Sounds like a great bike Kris! You'll have to post some pics...once they get the server fixed.
Congratulations!


----------



## il sogno (Jul 15, 2002)

Nice! Congrats.


----------



## KoroninK (Aug 9, 2010)

Congrats!


----------



## kris7047th (May 18, 2013)

Thanks!

This is a 'net pic pf the particular model with the rack on it and the Jannd Front Extreme Rack will be on it too .. 



















Hopefully I won't have to wait too long. He told me it should be ready by this Friday.


----------



## dkilburn (Aug 1, 2009)

It's great to have a new bike. Keep it going! Wishing you many miles of fun.


----------



## love4himies (Jun 12, 2012)

Congrats on the new bike, it's so exciting, isn't it?

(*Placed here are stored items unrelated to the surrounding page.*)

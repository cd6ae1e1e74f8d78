//! GEOGRID binary tile decoding
//!
//! A tile file is a dense array of `tile_z` bands, each `tile_y + 2*tile_bdr`
//! rows of `tile_x + 2*tile_bdr` words. Every word is `wordsize` bytes,
//! optionally two's-complement signed. The word decoder is picked once per
//! dataset so the per-sample loop carries no dispatch.

use crate::error::{Error, Result};
use crate::geogrid::index::DatasetIndex;
use crate::io::ByteOrder;

/// Decodes packed words from `src` into `dst`, one word per output sample
pub type DecodeFn = fn(&[u8], &mut [i64]);

/// Interior tile shape plus border width
#[derive(Debug, Clone, Copy, PartialEq, Eq)]
pub struct TileShape {
    pub tile_x: usize,
    pub tile_y: usize,
    pub tile_z: usize,
    pub border: usize,
}

impl TileShape {
    pub fn new(tile_x: usize, tile_y: usize, tile_z: usize, border: usize) -> Self {
        Self { tile_x, tile_y, tile_z, border }
    }

    fn padded_x(&self) -> usize {
        self.tile_x + 2 * self.border
    }

    fn padded_y(&self) -> usize {
        self.tile_y + 2 * self.border
    }

    /// Number of words stored in one tile file, borders included
    ///
    /// `None` when the count does not fit a `usize`.
    pub fn stored_samples(&self) -> Option<usize> {
        let padded_x = self.border.checked_mul(2)?.checked_add(self.tile_x)?;
        let padded_y = self.border.checked_mul(2)?.checked_add(self.tile_y)?;
        self.tile_z.checked_mul(padded_y)?.checked_mul(padded_x)
    }
}

/// Decoded tile samples indexed `[band][row][col]`, borders removed
#[derive(Debug, Clone, PartialEq, Eq)]
pub struct DecodedTile {
    bands: usize,
    rows: usize,
    cols: usize,
    samples: Vec<i64>,
}

impl DecodedTile {
    /// Wraps a band-major sample buffer
    pub fn new(bands: usize, rows: usize, cols: usize, samples: Vec<i64>) -> Result<Self> {
        if samples.len() != bands * rows * cols {
            return Err(Error::TruncatedTile {
                expected: bands * rows * cols,
                actual: samples.len(),
            });
        }
        Ok(Self { bands, rows, cols, samples })
    }

    /// Returns (bands, rows, cols)
    pub fn dims(&self) -> (usize, usize, usize) {
        (self.bands, self.rows, self.cols)
    }

    /// Samples of one band, row-major
    pub fn band(&self, band: usize) -> &[i64] {
        let len = self.rows * self.cols;
        &self.samples[band * len..(band + 1) * len]
    }

    /// Iterates over bands in order
    pub fn bands(&self) -> impl Iterator<Item = &[i64]> {
        self.samples.chunks_exact((self.rows * self.cols).max(1)).take(self.bands)
    }

    /// Returns a single sample
    pub fn get(&self, band: usize, row: usize, col: usize) -> Option<i64> {
        if band >= self.bands || row >= self.rows || col >= self.cols {
            return None;
        }
        Some(self.samples[(band * self.rows + row) * self.cols + col])
    }

    /// Reverses row order within every band, leaving band order untouched
    pub fn flip_rows(&mut self) {
        let cols = self.cols;
        let band_len = self.rows * cols;
        if band_len == 0 {
            return;
        }
        for band in self.samples.chunks_exact_mut(band_len) {
            for top in 0..self.rows / 2 {
                let bottom = self.rows - 1 - top;
                let (upper, lower) = band.split_at_mut(bottom * cols);
                upper[top * cols..(top + 1) * cols].swap_with_slice(&mut lower[..cols]);
            }
        }
    }

    /// Consumes the tile, returning the flat band-major samples
    pub fn into_samples(self) -> Vec<i64> {
        self.samples
    }
}

/// Picks the word decoder for a dataset's word layout
pub fn select_decoder(wordsize: usize, signed: bool, order: ByteOrder) -> Result<DecodeFn> {
    let big = order == ByteOrder::BigEndian;
    let decode: DecodeFn = match (wordsize, signed, big) {
        (1, false, _) => decode_words::<1, false, true>,
        (1, true, _) => decode_words::<1, true, true>,
        (2, false, true) => decode_words::<2, false, true>,
        (2, true, true) => decode_words::<2, true, true>,
        (3, false, true) => decode_words::<3, false, true>,
        (3, true, true) => decode_words::<3, true, true>,
        (4, false, true) => decode_words::<4, false, true>,
        (4, true, true) => decode_words::<4, true, true>,
        (2, false, false) => decode_words::<2, false, false>,
        (2, true, false) => decode_words::<2, true, false>,
        (3, false, false) => decode_words::<3, false, false>,
        (3, true, false) => decode_words::<3, true, false>,
        (4, false, false) => decode_words::<4, false, false>,
        (4, true, false) => decode_words::<4, true, false>,
        _ => {
            return Err(Error::UnsupportedDataset(format!(
                "wordsize {} (expected 1-4)",
                wordsize
            )))
        }
    };
    Ok(decode)
}

fn decode_words<const N: usize, const SIGNED: bool, const BIG: bool>(src: &[u8], dst: &mut [i64]) {
    for (word, out) in src.chunks_exact(N).zip(dst.iter_mut()) {
        let mut value: u32 = 0;
        if BIG {
            for &byte in word {
                value = (value << 8) | u32::from(byte);
            }
        } else {
            for &byte in word.iter().rev() {
                value = (value << 8) | u32::from(byte);
            }
        }
        *out = if SIGNED {
            sign_extend::<N>(value)
        } else {
            i64::from(value)
        };
    }
}

#[inline(always)]
fn sign_extend<const N: usize>(value: u32) -> i64 {
    let shift = 64 - 8 * N as u32;
    (i64::from(value) << shift) >> shift
}

/// Decoder bound to one dataset's tile shape and word layout
#[derive(Clone, Copy)]
pub struct TileDecoder {
    shape: TileShape,
    wordsize: usize,
    expected_len: usize,
    decode: DecodeFn,
}

impl std::fmt::Debug for TileDecoder {
    fn fmt(&self, f: &mut std::fmt::Formatter<'_>) -> std::fmt::Result {
        f.debug_struct("TileDecoder")
            .field("shape", &self.shape)
            .field("wordsize", &self.wordsize)
            .finish()
    }
}

impl TileDecoder {
    /// Creates a decoder for an explicit tile layout
    pub fn new(shape: TileShape, wordsize: usize, signed: bool, order: ByteOrder) -> Result<Self> {
        let decode = select_decoder(wordsize, signed, order)?;
        let expected_len = shape
            .stored_samples()
            .and_then(|samples| samples.checked_mul(wordsize))
            .ok_or_else(|| {
                Error::UnsupportedDataset(format!(
                    "tile shape {}x{}x{} with border {} overflows",
                    shape.tile_x, shape.tile_y, shape.tile_z, shape.border
                ))
            })?;
        Ok(Self {
            shape,
            wordsize,
            expected_len,
            decode,
        })
    }

    /// Creates a decoder from a dataset index
    pub fn for_index(index: &DatasetIndex) -> Result<Self> {
        Self::new(
            TileShape::new(index.tile_x, index.tile_y, index.tile_z, index.tile_bdr),
            index.wordsize,
            index.signed,
            index.endian,
        )
    }

    /// Tile layout this decoder expects
    pub fn shape(&self) -> TileShape {
        self.shape
    }

    /// Exact byte length of a tile file
    pub fn expected_len(&self) -> usize {
        self.expected_len
    }

    /// Decodes a full tile payload, stripping the border
    pub fn decode(&self, bytes: &[u8]) -> Result<DecodedTile> {
        let expected = self.expected_len();
        if bytes.len() % self.wordsize != 0 || bytes.len() != expected {
            return Err(Error::TruncatedTile {
                expected,
                actual: bytes.len(),
            });
        }

        let TileShape { tile_x, tile_y, tile_z, border } = self.shape;
        let padded_x = self.shape.padded_x();
        let padded_y = self.shape.padded_y();
        let row_bytes = tile_x * self.wordsize;

        let mut samples = vec![0i64; tile_z * tile_y * tile_x];
        for band in 0..tile_z {
            for row in 0..tile_y {
                let stored_row = band * padded_y + row + border;
                let start = (stored_row * padded_x + border) * self.wordsize;
                let dst_start = (band * tile_y + row) * tile_x;
                (self.decode)(
                    &bytes[start..start + row_bytes],
                    &mut samples[dst_start..dst_start + tile_x],
                );
            }
        }

        DecodedTile::new(tile_z, tile_y, tile_x, samples)
    }
}

#[cfg(test)]
mod tests {
    use super::*;

    fn encode_be(values: &[i64], wordsize: usize) -> Vec<u8> {
        values
            .iter()
            .flat_map(|&v| {
                let bytes = (v as u64).to_be_bytes();
                bytes[8 - wordsize..].to_vec()
            })
            .collect()
    }

    fn decode_flat(bytes: &[u8], wordsize: usize, signed: bool) -> Vec<i64> {
        let count = bytes.len() / wordsize;
        let decoder = TileDecoder::new(
            TileShape::new(count, 1, 1, 0),
            wordsize,
            signed,
            ByteOrder::BigEndian,
        )
        .unwrap();
        decoder.decode(bytes).unwrap().into_samples()
    }

    #[test]
    fn test_signed_16_bit_boundaries() {
        let bytes = [0x80, 0x00, 0xFF, 0xFF, 0x7F, 0xFF, 0x00, 0x01];
        assert_eq!(decode_flat(&bytes, 2, true), vec![-32768, -1, 32767, 1]);
    }

    #[test]
    fn test_unsigned_16_bit_keeps_high_values() {
        let bytes = [0x80, 0x00, 0xFF, 0xFF];
        assert_eq!(decode_flat(&bytes, 2, false), vec![32768, 65535]);
    }

    #[test]
    fn test_every_word_size_reproduces_values() {
        for wordsize in 1..=4usize {
            let bits = 8 * wordsize as u32;
            let signed_values = vec![
                -(1i64 << (bits - 1)),
                -1,
                0,
                1,
                (1i64 << (bits - 1)) - 1,
            ];
            let bytes = encode_be(&signed_values, wordsize);
            assert_eq!(decode_flat(&bytes, wordsize, true), signed_values, "signed {}", wordsize);

            let unsigned_values = vec![0, 1, (1i64 << (bits - 1)), (1i64 << bits) - 1];
            let bytes = encode_be(&unsigned_values, wordsize);
            assert_eq!(decode_flat(&bytes, wordsize, false), unsigned_values, "unsigned {}", wordsize);
        }
    }

    #[test]
    fn test_three_byte_words() {
        let bytes = [0x01, 0x02, 0x03, 0xFF, 0xFF, 0xFE];
        assert_eq!(decode_flat(&bytes, 3, false), vec![0x010203, 0xFFFFFE]);
        assert_eq!(decode_flat(&bytes, 3, true), vec![0x010203, -2]);
    }

    #[test]
    fn test_little_endian_words() {
        let decoder = TileDecoder::new(
            TileShape::new(2, 1, 1, 0),
            2,
            true,
            ByteOrder::LittleEndian,
        )
        .unwrap();
        let tile = decoder.decode(&[0x00, 0x80, 0x34, 0x12]).unwrap();
        assert_eq!(tile.band(0), &[-32768, 0x1234]);
    }

    #[test]
    fn test_border_is_stripped() {
        // 4x4 stored tile, interior is the center 2x2 block
        #[rustfmt::skip]
        let bytes = [
            9, 9, 9, 9,
            9, 1, 2, 9,
            9, 3, 4, 9,
            9, 9, 9, 9,
        ];
        let decoder = TileDecoder::new(TileShape::new(2, 2, 1, 1), 1, false, ByteOrder::BigEndian).unwrap();
        let tile = decoder.decode(&bytes).unwrap();
        assert_eq!(tile.dims(), (1, 2, 2));
        assert_eq!(tile.band(0), &[1, 2, 3, 4]);
    }

    #[test]
    fn test_border_stripped_per_band() {
        let mut bytes = vec![0u8; 2 * 4 * 4];
        for band in 0..2u8 {
            for row in 1..3 {
                for col in 1..3 {
                    bytes[(band as usize * 4 + row) * 4 + col] = 10 * (band + 1) + (row * 2 + col) as u8;
                }
            }
        }
        let decoder = TileDecoder::new(TileShape::new(2, 2, 2, 1), 1, false, ByteOrder::BigEndian).unwrap();
        let tile = decoder.decode(&bytes).unwrap();
        assert_eq!(tile.band(0), &[13, 14, 15, 16]);
        assert_eq!(tile.band(1), &[23, 24, 25, 26]);
        assert_eq!(tile.get(1, 1, 0), Some(25));
        assert_eq!(tile.get(2, 0, 0), None);
    }

    #[test]
    fn test_wrong_length_is_truncated() {
        let decoder = TileDecoder::new(TileShape::new(2, 2, 1, 0), 2, false, ByteOrder::BigEndian).unwrap();
        assert_eq!(decoder.expected_len(), 8);
        assert!(matches!(
            decoder.decode(&[0u8; 7]),
            Err(Error::TruncatedTile { expected: 8, actual: 7 })
        ));
        assert!(matches!(
            decoder.decode(&[0u8; 10]),
            Err(Error::TruncatedTile { expected: 8, actual: 10 })
        ));
    }

    #[test]
    fn test_overflowing_shape_rejected() {
        let shape = TileShape::new(2, 2, 1 << 62, 0);
        assert_eq!(shape.stored_samples(), None);
        assert!(matches!(
            TileDecoder::new(shape, 1, false, ByteOrder::BigEndian),
            Err(Error::UnsupportedDataset(_))
        ));
        let shape = TileShape::new(1 << 31, 1 << 31, 1, 0);
        assert_eq!(shape.stored_samples(), Some(1 << 62));
        assert!(matches!(
            TileDecoder::new(shape, 4, false, ByteOrder::BigEndian),
            Err(Error::UnsupportedDataset(_))
        ));
    }

    #[test]
    fn test_unsupported_word_size() {
        assert!(matches!(
            select_decoder(5, false, ByteOrder::BigEndian),
            Err(Error::UnsupportedDataset(_))
        ));
    }

    #[test]
    fn test_flip_rows() {
        let mut tile = DecodedTile::new(2, 3, 2, (0..12).collect()).unwrap();
        tile.flip_rows();
        assert_eq!(tile.band(0), &[4, 5, 2, 3, 0, 1]);
        assert_eq!(tile.band(1), &[10, 11, 8, 9, 6, 7]);
    }

    #[test]
    fn test_bands_iterator() {
        let tile = DecodedTile::new(3, 1, 2, (0..6).collect()).unwrap();
        let bands: Vec<&[i64]> = tile.bands().collect();
        assert_eq!(bands, vec![&[0, 1][..], &[2, 3][..], &[4, 5][..]]);
    }
}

Are you planning to tour with it or just casual riding?


----------



## kris7047th (May 18, 2013)

love4himies said:


> Congrats on the new bike, it's so exciting, isn't it?
> 
> Are you planning to tour with it or just casual riding?

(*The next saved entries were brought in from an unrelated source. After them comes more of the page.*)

//! WPS GEOGRID static dataset support
//!
//! A dataset directory holds an `index` metadata file and a set of
//! fixed-size binary tiles. These modules turn it into placements on a
//! single georeferenced canvas.

pub mod index;
pub mod catalog;
pub mod decoder;
pub mod placement;
pub mod geotransform;

pub use index::{read_index, parse_index, DatasetIndex, DatasetKind, IndexValue, Projection, INDEX_FILE_NAME};
pub use catalog::{parse_tile_name, TileBounds, TileCatalog, TileRecord};
pub use decoder::{select_decoder, DecodeFn, DecodedTile, TileDecoder, TileShape};
pub use placement::{MosaicPlacer, Placement, RowOrder};
pub use geotransform::{build_geotransform, geotransform_for_index, Affine, GeoTransform, KnownPoint};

Both. Also I just wanted a stronger bike to haul groceries home, hopefully get in on some weekend group bike trips.


----------



## kris7047th (May 18, 2013)

Brought it home today.


----------



## kris7047th (May 18, 2013)

Having issues with pics not showing.


----------



## Tachycardic (Mar 31, 2013)

Ciao Bella!


----------



## cmtbiz (Jan 8, 2013)

Nice bike! Congrats!!


----------



## kris7047th (May 18, 2013)

Thanks! Finding this type of a bike in my size wasn't easy. I really wanted to wait till next year but the opportunity came up from a bike shop where one of my fellow group riders works at. He gave me discounts on everything which helped.


----------



## il sogno (Jul 15, 2002)

kris7047th said:


> Having issues with pics not showing.
> 
> View attachment 285709


Nice bike!


----------



## Opus51569 (Jul 21, 2009)

kris7047th said:


> Having issues with pics not showing.
> 
> View attachment 285709


That is a seriously nice setup. Congrats and enjoy.


----------



## kris7047th (May 18, 2013)

Thanks! I have changed the saddle this past week to a Brooks Champion Flyer S in Honey. Rode it on our group ride yesterday. I am seriously considering cross brakes which have so spoiled me on my 2011 Specialized Dolce Sport comp.
View attachment 285943


----------